Lo habían tratado mal, pero ser arrestado no resultaba tan terrible como se lo imaginara mientras esperaba que sucediera. Incluso sentía cierto alivio. Ya no quedaba nada que temer, nada que pelear, nada que fingir. Sí, un alivio soñoliento y agradable como el que invade el cuerpo de un soldado herido.

Echó un vistazo al patiecito, mal iluminado por una o dos lámparas y alguna ventana con luz. Era el fondo de un pozo, rodeado de paredes.

—¡No darse vuelta!-gritó el chófer—. ¡Marche!

Siguieron en fila, Innokenty al medio; pasaron frente a hombres impasibles de uniforme, luego un arco bajo, unos escalones a otro patio pequeño, oscuro y techado, y doblaron a la izquierda. El chófer abrió una puerta bastante elegante, como la del salón de espera de un doctor eminente. Al otro lado había un vestíbulo chico y limpio, inundado de luz eléctrica. El piso muy pulido y parejo, atravesado por un camino de alfombra en toda su longitud.

El chófer chasqueó la lengua como llamando a un perro, pero no sé veía ninguno.

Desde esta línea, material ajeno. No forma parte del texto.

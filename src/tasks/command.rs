use std::collections::HashMap;
use std::path::PathBuf;

use crate::tasks::argument::Argument;

/// A single templated shell invocation with its arguments
#[derive(Debug, Clone, Default)]
pub struct Command {
    /// Unique within the owning task, used for display and step selection
    pub name: String,
    pub description: String,
    /// Template string with `{code}` placeholders
    pub template: String,
    /// Arguments in declaration order
    pub args: Vec<Argument>,
    pub env: HashMap<String, String>,
    /// Working directory for execution; empty means the caller's cwd
    pub cwd: PathBuf,
}
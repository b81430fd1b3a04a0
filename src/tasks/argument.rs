use serde::{Deserialize, Serialize};

/// The widget-level type of an argument, deciding how a supplied value is
/// turned into command-line text.
#[derive(Debug, Clone, Copy, Default, PartialEq, Eq, Deserialize, Serialize)]
#[serde(rename_all = "snake_case")]
pub enum ArgKind {
    /// Free-form text, used verbatim
    #[default]
    Plain,
    /// Path to a file, used verbatim
    File,
    /// Path to a directory, used verbatim
    Directory,
    /// Boolean switch: emits an "on" token when set, nothing otherwise
    Flag,
    /// Checkbox-gated value: emits `prefix value` only when a value was entered
    ValuedOption,
}

/// A single typed input slot on a command
#[derive(Debug, Clone, Default)]
pub struct Argument {
    /// Placeholder code, unique within the owning command
    pub code: String,
    /// Display label
    pub name: String,
    pub description: String,
    pub kind: ArgKind,
    pub required: bool,
    /// Current default, overwritten by shared-argument propagation
    pub default: String,
    /// Flag on-token or valued-option prefix, depending on `kind`
    pub value: Option<String>,
}

/// Truthiness rule for flag input text
fn truthy(text: &str) -> bool {
    matches!(
        text.to_ascii_lowercase().as_str(),
        "1" | "true" | "yes" | "on"
    )
}

impl Argument {
    /// The token a checked flag emits: the argument's own `value` if set,
    /// the literal `"1"` otherwise.
    #[must_use]
    pub fn on_token(&self) -> &str {
        match self.value.as_deref() {
            Some(v) if !v.is_empty() => v,
            _ => "1",
        }
    }

    /// Derive the text substituted for this argument's placeholder.
    ///
    /// `input` is the explicit user-supplied value, if any; absent input falls
    /// back to the argument default. Flags treat the effective text as a
    /// truthy switch, valued options emit their declared prefix in front of a
    /// non-empty entry, and everything else passes through verbatim.
    #[must_use]
    pub fn derive_value(&self, input: Option<&str>) -> String {
        let effective = input.unwrap_or(&self.default);
        match self.kind {
            ArgKind::Plain | ArgKind::File | ArgKind::Directory => effective.to_string(),
            ArgKind::Flag => {
                if truthy(effective) {
                    self.on_token().to_string()
                } else {
                    String::new()
                }
            }
            ArgKind::ValuedOption => {
                if effective.is_empty() {
                    String::new()
                } else {
                    match self.value.as_deref() {
                        Some(prefix) if !prefix.is_empty() => format!("{prefix} {effective}"),
                        _ => effective.to_string(),
                    }
                }
            }
        }
    }
}

/// Identifies one command argument a shared task argument writes into
#[derive(Debug, Clone, PartialEq, Eq)]
pub struct ArgTarget {
    /// Name of the command within the owning task
    pub command: String,
    /// Code of the argument within that command
    pub argument: String,
}

/// A task-level argument whose value is shared across commands
#[derive(Debug, Clone, Default)]
pub struct TaskArgument {
    pub argument: Argument,
    /// Propagation targets, in declaration order
    pub targets: Vec<ArgTarget>,
}

#[cfg(test)]
mod tests {
    use super::*;

    fn flag(value: Option<&str>) -> Argument {
        Argument {
            code: "DEBUG".to_string(),
            name: "Debug".to_string(),
            kind: ArgKind::Flag,
            value: value.map(String::from),
            ..Default::default()
        }
    }

    #[test]
    fn test_flag_checked_emits_default_token() {
        assert_eq!(flag(None).derive_value(Some("1")), "1");
        assert_eq!(flag(None).derive_value(Some("true")), "1");
    }

    #[test]
    fn test_flag_checked_emits_custom_token() {
        assert_eq!(flag(Some("--verbose")).derive_value(Some("yes")), "--verbose");
    }

    #[test]
    fn test_flag_unchecked_emits_nothing() {
        assert_eq!(flag(None).derive_value(Some("")), "");
        assert_eq!(flag(None).derive_value(Some("0")), "");
        assert_eq!(flag(None).derive_value(None), "");
    }

    #[test]
    fn test_valued_option_with_prefix() {
        let arg = Argument {
            code: "LEVEL".to_string(),
            kind: ArgKind::ValuedOption,
            value: Some("--level".to_string()),
            ..Default::default()
        };
        assert_eq!(arg.derive_value(Some("3")), "--level 3");
        assert_eq!(arg.derive_value(Some("")), "");
    }

    #[test]
    fn test_valued_option_without_prefix() {
        let arg = Argument {
            code: "OUT".to_string(),
            kind: ArgKind::ValuedOption,
            ..Default::default()
        };
        assert_eq!(arg.derive_value(Some("out.txt")), "out.txt");
    }

    #[test]
    fn test_plain_falls_back_to_default() {
        let arg = Argument {
            code: "INPUT".to_string(),
            default: "input.txt".to_string(),
            ..Default::default()
        };
        assert_eq!(arg.derive_value(None), "input.txt");
        assert_eq!(arg.derive_value(Some("other.txt")), "other.txt");
    }
}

El vestíbulo terminaba en una puerta de vidrio, con cortinas desteñidas al otro lado. La puerta estaba reforzada con rejas diagonales, como las verjas cercanas a estaciones de ferrocarril. En la puerta no se leía el nombre de un doctor sino las palabras: RECEPCIÓN DE ARRESTADOS.

Hicieron girar la manija de una antigua campanilla. Un momento después un guardia carilargo, con charreteras celestes y franjas blancas de sargento, miró impasible tras la cortina y abrió la puerta. El "chófer" tomó la orden verde del "mecánico" y se la pasó al guardia, quién la miró aburrido, como un farmacéutico soñoliento descifrando una receta y los dos entraron y cerraron la puerta, Innokenty y el mecánico quedaron frente a la puerta cerrada, en profundo silencio.

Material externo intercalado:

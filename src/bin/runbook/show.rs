use std::collections::HashMap;
use std::process::ExitCode;

use clap::Args;

use runbook::Library;
use runbook::render::render_preview;
use runbook::tasks::argument::Argument;
use runbook::tasks::task::Task;

#[derive(Args, Debug)]
pub struct ShowArgs {
    /// Task or pipeline name
    pub name: String,
}

fn describe_argument(arg: &Argument) -> String {
    let mut notes = Vec::new();
    if arg.required {
        notes.push("required".to_string());
    }
    if !arg.default.is_empty() {
        notes.push(format!("default: {}", arg.default));
    }
    let notes = if notes.is_empty() {
        String::new()
    } else {
        format!(" ({})", notes.join(", "))
    };
    format!("{:<12} {}{notes}", arg.code, arg.name)
}

fn show_task(task: &Task) {
    if task.description.is_empty() {
        println!("{}", task.name);
    } else {
        println!("{}: {}", task.name, task.description);
    }

    if !task.args.is_empty() {
        println!();
        println!("Shared arguments:");
        for shared in &task.args {
            println!("  {}", describe_argument(&shared.argument));
            for target in &shared.targets {
                println!("    -> {}.{}", target.command, target.argument);
            }
        }
    }

    println!();
    println!("Commands:");
    for command in &task.commands {
        // Preview with nothing but defaults filled in
        let values: HashMap<String, String> = command
            .args
            .iter()
            .map(|a| (a.code.clone(), a.derive_value(None)))
            .collect();
        println!("  {}: {}", command.name, render_preview(command, &values));
        for arg in &command.args {
            println!("    {}", describe_argument(arg));
        }
    }
}

pub fn run(args: &ShowArgs, library: &Library) -> ExitCode {
    if let Some(task) = library.task(&args.name) {
        show_task(task);
        return ExitCode::SUCCESS;
    }
    if let Some(pipeline) = library.pipeline(&args.name) {
        if pipeline.description.is_empty() {
            println!("{} (pipeline)", pipeline.name);
        } else {
            println!("{} (pipeline): {}", pipeline.name, pipeline.description);
        }
        for task in &pipeline.tasks {
            println!();
            show_task(task);
        }
        return ExitCode::SUCCESS;
    }

    eprintln!("No task or pipeline named '{}'", args.name);
    ExitCode::FAILURE
}
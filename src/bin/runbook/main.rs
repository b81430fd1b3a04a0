mod list;
mod run;
mod show;

use std::path::PathBuf;
use std::process::ExitCode;

use clap::{Parser, Subcommand};

use runbook::{find_library_root, load_library, logger};

#[derive(Parser, Debug)]
#[command(
    name = "runbook",
    about = "Run predefined bundles of parameterized shell commands"
)]
struct Cli {
    /// Library root containing tasks/ and pipelines/ (auto-detected if not
    /// specified)
    #[arg(short, long)]
    dir: Option<PathBuf>,

    /// Log file path (enables file logging in addition to stderr)
    #[arg(long)]
    log_file: Option<PathBuf>,

    #[command(subcommand)]
    command: Commands,
}

#[derive(Subcommand, Debug)]
enum Commands {
    /// List available tasks and pipelines
    List,
    /// Show a task's commands and arguments
    Show(show::ShowArgs),
    /// Execute a task or pipeline
    Run(run::RunArgs),
}

fn main() -> ExitCode {
    match run_cli() {
        Ok(code) => code,
        Err(e) => {
            eprintln!("Error: {e}");
            ExitCode::FAILURE
        }
    }
}

#[tokio::main]
async fn run_cli() -> Result<ExitCode, Box<dyn std::error::Error>> {
    let cli = Cli::parse();

    let log_file = cli
        .log_file
        .as_ref()
        .map(std::fs::File::create)
        .transpose()?;
    logger::init(log_file);

    let root = match cli.dir {
        Some(dir) => dir,
        None => find_library_root()?,
    };
    let library = load_library(&root)?;

    match cli.command {
        Commands::List => Ok(list::run(&library)),
        Commands::Show(ref args) => Ok(show::run(args, &library)),
        Commands::Run(args) => run::run(args, library).await,
    }
}
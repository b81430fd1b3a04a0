//! Logging backend
//!
//! Writes log records to stderr and, when configured, to a log file. The
//! level filter comes from `RUST_LOG`, defaulting to warnings so normal runs
//! keep the console clean for command output.

use std::io::Write;
use std::time::Instant;

use log::{Log, Metadata, Record};
use parking_lot::Mutex;

struct RunbookLogger {
    file: Option<Mutex<std::fs::File>>,
    filter: log::LevelFilter,
    start: Instant,
}

impl Log for RunbookLogger {
    fn enabled(&self, metadata: &Metadata) -> bool {
        metadata.level() <= self.filter
    }

    fn log(&self, record: &Record) {
        if !self.enabled(record.metadata()) {
            return;
        }

        let elapsed = self.start.elapsed().as_secs_f64();
        eprintln!(
            "[{elapsed:.3}s] [{}] {}: {}",
            record.level(),
            record.target(),
            record.args()
        );

        if let Some(ref file) = self.file {
            let _ = writeln!(
                file.lock(),
                "[{elapsed:.3}s] [{}] {}: {}",
                record.level(),
                record.target(),
                record.args()
            );
        }
    }

    fn flush(&self) {
        if let Some(ref file) = self.file {
            let _ = file.lock().flush();
        }
    }
}

/// Initialize the global logger. Must be called once before any logging.
///
/// # Panics
///
/// Panics if called more than once.
pub fn init(log_file: Option<std::fs::File>) {
    let filter = std::env::var("RUST_LOG")
        .ok()
        .and_then(|s| s.parse().ok())
        .unwrap_or(log::LevelFilter::Warn);

    let logger = RunbookLogger {
        file: log_file.map(Mutex::new),
        filter,
        start: Instant::now(),
    };

    log::set_boxed_logger(Box::new(logger)).expect("logger already initialized");
    log::set_max_level(filter);
}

RECEPCIÓN DE ARRESTADOS; era una chapa parecida a las que decían MORGUE, y ambas significaban lo mismo. A Innokenty no le quedaban ánimos ni siquiera para examinar al insolente de abrigo ajustado que le había hecho toda la comedia. Debía haber protestado, gritado, exigido justicia. Pero ni siquiera recordaba que tenía las manos a la espalda. No podía pensar; sólo mirar, hipnotizado: RECEPCIÓN DE ARRESTADOS.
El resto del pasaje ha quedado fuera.